**THE DATA**
-- Opening Marker --

use std::sync::Arc;

use axum::{
    extract::{Path, Query, State},
    http::StatusCode,
    response::{IntoResponse, Response},
    routing::get,
    Router,
};
use chrono::{Local, NaiveDate};
use serde::Deserialize;
use serde_json::json;

use super::domain::ApplicationStatus;
use crate::error::AppError;
use super::repository::{
    ApplicantRepository, ApplicationRepository, RepositoryError, SchemeRepository,
};
use super::service::{
    ApplicationService, ApplicationServiceError, EligibilityError, EligibilityService,
};

/// Query string accepted by the eligibility endpoints.
#[derive(Debug, Default, Deserialize)]
pub struct EligibilityQuery {
    #[serde(default)]
    pub applicant: Option<String>,
    /// Evaluation date; defaults to today.
    #[serde(default)]
    pub as_of: Option<NaiveDate>,
}

/// Body for `POST /api/applications`. Eligibility is always checked as of the server's date.
#[derive(Debug, Deserialize)]
pub struct ApplicationRequest {
    pub applicant_id: String,
    pub scheme_id: String,
}

/// Body for `PUT /api/applications/:application_id`.
#[derive(Debug, Deserialize)]
pub struct StatusUpdate {
    pub status: ApplicationStatus,
}

/// Router builder exposing the eligibility query.
pub fn eligibility_router<A, S>(service: Arc<EligibilityService<A, S>>) -> Router
where
    A: ApplicantRepository + 'static,
    S: SchemeRepository + 'static,
{
    Router::new()
        .route("/api/schemes/eligible", get(eligible_schemes_handler::<A, S>))
        .route(
            "/api/schemes/:scheme_id/explain",
            get(explain_handler::<A, S>),
        )
        .with_state(service)
}

/// Router builder exposing application intake and tracking.
pub fn application_router<A, S, R>(service: Arc<ApplicationService<A, S, R>>) -> Router
where
    A: ApplicantRepository + 'static,
    S: SchemeRepository + 'static,
    R: ApplicationRepository + 'static,
{
    Router::new()
        .route(
            "/api/applications",
            get(list_handler::<A, S, R>).post(submit_handler::<A, S, R>),
        )
        .route(
            "/api/applications/:application_id",
            get(fetch_handler::<A, S, R>)
                .put(update_handler::<A, S, R>)
                .delete(withdraw_handler::<A, S, R>),
        )
        .with_state(service)
}

fn today_or(as_of: Option<NaiveDate>) -> NaiveDate {
    as_of.unwrap_or_else(|| Local::now().date_naive())
}

fn error_response(status: StatusCode, message: impl Into<String>) -> Response {
    let payload = json!({ "error": message.into() });
    (status, axum::Json(payload)).into_response()
}

fn eligibility_error_response(error: EligibilityError) -> Response {
    AppError::from(error).into_response()
}

fn application_error_response(error: ApplicationServiceError) -> Response {
    match error {
        ApplicationServiceError::Eligibility(inner) => eligibility_error_response(inner),
        ApplicationServiceError::NotEligible { .. } => {
            error_response(StatusCode::FORBIDDEN, error.to_string())
        }
        ApplicationServiceError::Repository(RepositoryError::NotFound) => {
            error_response(StatusCode::NOT_FOUND, "application not found")
        }
        ApplicationServiceError::Repository(RepositoryError::Conflict) => {
            error_response(StatusCode::CONFLICT, "application already exists")
        }
        other => error_response(StatusCode::INTERNAL_SERVER_ERROR, other.to_string()),
    }
}

pub(crate) async fn eligible_schemes_handler<A, S>(
    State(service): State<Arc<EligibilityService<A, S>>>,
    Query(query): Query<EligibilityQuery>,
) -> Response
where
    A: ApplicantRepository + 'static,
    S: SchemeRepository + 'static,
{
    let Some(applicant_id) = query.applicant.filter(|id| !id.trim().is_empty()) else {
        return error_response(StatusCode::BAD_REQUEST, "applicant is required");
    };

    match service.find_eligible_schemes(&applicant_id, today_or(query.as_of)) {
        Ok(schemes) => (StatusCode::OK, axum::Json(schemes)).into_response(),
        Err(error) => eligibility_error_response(error),
    }
}

pub(crate) async fn explain_handler<A, S>(
    State(service): State<Arc<EligibilityService<A, S>>>,
    Path(scheme_id): Path<String>,
    Query(query): Query<EligibilityQuery>,
) -> Response
where
    A: ApplicantRepository + 'static,
    S: SchemeRepository + 'static,
{
    let Some(applicant_id) = query.applicant.filter(|id| !id.trim().is_empty()) else {
        return error_response(StatusCode::BAD_REQUEST, "applicant is required");
    };

    match service.explain(&applicant_id, &scheme_id, today_or(query.as_of)) {
        Ok(explanation) => (StatusCode::OK, axum::Json(explanation)).into_response(),
        Err(error) => eligibility_error_response(error),
    }
}

pub(crate) async fn submit_handler<A, S, R>(
    State(service): State<Arc<ApplicationService<A, S, R>>>,
    axum::Json(request): axum::Json<ApplicationRequest>,
) -> Response
where
    A: ApplicantRepository + 'static,
    S: SchemeRepository + 'static,
    R: ApplicationRepository + 'static,
{
    match service.submit(
        &request.applicant_id,
        &request.scheme_id,
        Local::now().date_naive(),
    ) {
        Ok(application) => (StatusCode::CREATED, axum::Json(application)).into_response(),
        Err(error) => application_error_response(error),
    }
}

pub(crate) async fn list_handler<A, S, R>(
    State(service): State<Arc<ApplicationService<A, S, R>>>,
) -> Response
where
    A: ApplicantRepository + 'static,
    S: SchemeRepository + 'static,
    R: ApplicationRepository + 'static,
{
    match service.list() {
        Ok(applications) => (StatusCode::OK, axum::Json(applications)).into_response(),
        Err(error) => application_error_response(error),
    }
}

pub(crate) async fn fetch_handler<A, S, R>(
    State(service): State<Arc<ApplicationService<A, S, R>>>,
    Path(application_id): Path<String>,
) -> Response
where
    A: ApplicantRepository + 'static,
    S: SchemeRepository + 'static,
    R: ApplicationRepository + 'static,
{
    match service.get(&application_id) {
        Ok(application) => (StatusCode::OK, axum::Json(application)).into_response(),
        Err(error) => application_error_response(error),
    }
}

pub(crate) async fn update_handler<A, S, R>(
    State(service): State<Arc<ApplicationService<A, S, R>>>,
    Path(application_id): Path<String>,
    axum::Json(update): axum::Json<StatusUpdate>,
) -> Response
where
    A: ApplicantRepository + 'static,
    S: SchemeRepository + 'static,
    R: ApplicationRepository + 'static,
{
    match service.update_status(&application_id, update.status) {
        Ok(application) => (StatusCode::OK, axum::Json(application)).into_response(),
        Err(error) => application_error_response(error),
    }
}

pub(crate) async fn withdraw_handler<A, S, R>(
    State(service): State<Arc<ApplicationService<A, S, R>>>,
    Path(application_id): Path<String>,
) -> Response
where
    A: ApplicantRepository + 'static,
    S: SchemeRepository + 'static,
    R: ApplicationRepository + 'static,
{
    match service.withdraw(&application_id) {
        Ok(application) => (StatusCode::OK, axum::Json(application)).into_response(),
        Err(error) => application_error_response(error),
    }
}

-- Closing Marker --

**ASSIGNED TASK**
Everything in the data above must be reproduced exactly.

**EXERCISE OUTPUT**
use std::sync::Arc;

use axum::{
    extract::{Path, Query, State},
    http::StatusCode,
    response::{IntoResponse, Response},
    routing::get,
    Router,
};
use chrono::{Local, NaiveDate};
use serde::Deserialize;
use serde_json::json;

use super::domain::ApplicationStatus;
use crate::error::AppError;
use super::repository::{
    ApplicantRepository, ApplicationRepository, RepositoryError, SchemeRepository,
};
use super::service::{
    ApplicationService, ApplicationServiceError, EligibilityError, EligibilityService,
};

/// Query string accepted by the eligibility endpoints.
#[derive(Debug, Default, Deserialize)]
pub struct EligibilityQuery {
    #[serde(default)]
    pub applicant: Option<String>,
    /// Evaluation date; defaults to today.
    #[serde(default)]
    pub as_of: Option<NaiveDate>,
}

/// Body for `POST /api/applications`. Eligibility is always checked as of the server's date.
#[derive(Debug, Deserialize)]
pub struct ApplicationRequest {
    pub applicant_id: String,
    pub scheme_id: String,
}

/// Body for `PUT /api/applications/:application_id`.
#[derive(Debug, Deserialize)]
pub struct StatusUpdate {
    pub status: ApplicationStatus,
}

/// Router builder exposing the eligibility query.
pub fn eligibility_router<A, S>(service: Arc<EligibilityService<A, S>>) -> Router
where
    A: ApplicantRepository + 'static,
    S: SchemeRepository + 'static,
{
    Router::new()
        .route("/api/schemes/eligible", get(eligible_schemes_handler::<A, S>))
        .route(
            "/api/schemes/:scheme_id/explain",
            get(explain_handler::<A, S>),
        )
        .with_state(service)
}

/// Router builder exposing application intake and tracking.
pub fn application_router<A, S, R>(service: Arc<ApplicationService<A, S, R>>) -> Router
where
    A: ApplicantRepository + 'static,
    S: SchemeRepository + 'static,
    R: ApplicationRepository + 'static,
{
    Router::new()
        .route(
            "/api/applications",
            get(list_handler::<A, S, R>).post(submit_handler::<A, S, R>),
        )
        .route(
            "/api/applications/:application_id",
            get(fetch_handler::<A, S, R>)
                .put(update_handler::<A, S, R>)
                .delete(withdraw_handler::<A, S, R>),
        )
        .with_state(service)
}

fn today_or(as_of: Option<NaiveDate>) -> NaiveDate {
    as_of.unwrap_or_else(|| Local::now().date_naive())
}

fn error_response(status: StatusCode, message: impl Into<String>) -> Response {
    let payload = json!({ "error": message.into() });
    (status, axum::Json(payload)).into_response()
}

fn eligibility_error_response(error: EligibilityError) -> Response {
    AppError::from(error).into_response()
}

fn application_error_response(error: ApplicationServiceError) -> Response {
    match error {
        ApplicationServiceError::Eligibility(inner) => eligibility_error_response(inner),
        ApplicationServiceError::NotEligible { .. } => {
            error_response(StatusCode::FORBIDDEN, error.to_string())
        }
        ApplicationServiceError::Repository(RepositoryError::NotFound) => {
            error_response(StatusCode::NOT_FOUND, "application not found")
        }
        ApplicationServiceError::Repository(RepositoryError::Conflict) => {
            error_response(StatusCode::CONFLICT, "application already exists")
        }
        other => error_response(StatusCode::INTERNAL_SERVER_ERROR, other.to_string()),
    }
}

pub(crate) async fn eligible_schemes_handler<A, S>(
    State(service): State<Arc<EligibilityService<A, S>>>,
    Query(query): Query<EligibilityQuery>,
) -> Response
where
    A: ApplicantRepository + 'static,
    S: SchemeRepository + 'static,
{
    let Some(applicant_id) = query.applicant.filter(|id| !id.trim().is_empty()) else {
        return error_response(StatusCode::BAD_REQUEST, "applicant is required");
    };

    match service.find_eligible_schemes(&applicant_id, today_or(query.as_of)) {
        Ok(schemes) => (StatusCode::OK, axum::Json(schemes)).into_response(),
        Err(error) => eligibility_error_response(error),
    }
}

pub(crate) async fn explain_handler<A, S>(
    State(service): State<Arc<EligibilityService<A, S>>>,
    Path(scheme_id): Path<String>,
    Query(query): Query<EligibilityQuery>,
) -> Response
where
    A: ApplicantRepository + 'static,
    S: SchemeRepository + 'static,
{
    let Some(applicant_id) = query.applicant.filter(|id| !id.trim().is_empty()) else {
        return error_response(StatusCode::BAD_REQUEST, "applicant is required");
    };

    match service.explain(&applicant_id, &scheme_id, today_or(query.as_of)) {
        Ok(explanation) => (StatusCode::OK, axum::Json(explanation)).into_response(),
        Err(error) => eligibility_error_response(error),
    }
}

pub(crate) async fn submit_handler<A, S, R>(
    State(service): State<Arc<ApplicationService<A, S, R>>>,
    axum::Json(request): axum::Json<ApplicationRequest>,
) -> Response
where
    A: ApplicantRepository + 'static,
    S: SchemeRepository + 'static,
    R: ApplicationRepository + 'static,
{
    match service.submit(
        &request.applicant_id,
        &request.scheme_id,
        Local::now().date_naive(),
    ) {
        Ok(application) => (StatusCode::CREATED, axum::Json(application)).into_response(),
        Err(error) => application_error_response(error),
    }
}

pub(crate) async fn list_handler<A, S, R>(
    State(service): State<Arc<ApplicationService<A, S, R>>>,
) -> Response
where
    A: ApplicantRepository + 'static,
    S: SchemeRepository + 'static,
    R: ApplicationRepository + 'static,
{
    match service.list() {
        Ok(applications) => (StatusCode::OK, axum::Json(applications)).into_response(),
        Err(error) => application_error_response(error),
    }
}

pub(crate) async fn fetch_handler<A, S, R>(
    State(service): State<Arc<ApplicationService<A, S, R>>>,
    Path(application_id): Path<String>,
) -> Response
where
    A: ApplicantRepository + 'static,
    S: SchemeRepository + 'static,
    R: ApplicationRepository + 'static,
{
    match service.get(&application_id) {
        Ok(application) => (StatusCode::OK, axum::Json(application)).into_response(),
        Err(error) => application_error_response(error),
    }
}

pub(crate) async fn update_handler<A, S, R>(
    State(service): State<Arc<ApplicationService<A, S, R>>>,
    Path(application_id): Path<String>,
    axum::Json(update): axum::Json<StatusUpdate>,
) -> Response
where
    A: ApplicantRepository + 'static,
    S: SchemeRepository + 'static,
    R: ApplicationRepository + 'static,
{
    match service.update_status(&application_id, update.status) {
        Ok(application) => (StatusCode::OK, axum::Json(application)).into_response(),
        Err(error) => application_error_response(error),
    }
}

pub(crate) async fn withdraw_handler<A, S, R>(
    State(service): State<Arc<ApplicationService<A, S, R>>>,
    Path(application_id): Path<String>,
) -> Response
where
    A: ApplicantRepository + 'static,
    S: SchemeRepository + 'static,
    R: ApplicationRepository + 'static,
{
    match service.withdraw(&application_id) {
        Ok(application) => (StatusCode::OK, axum::Json(application)).into_response(),
        Err(error) => application_error_response(error),
    }
}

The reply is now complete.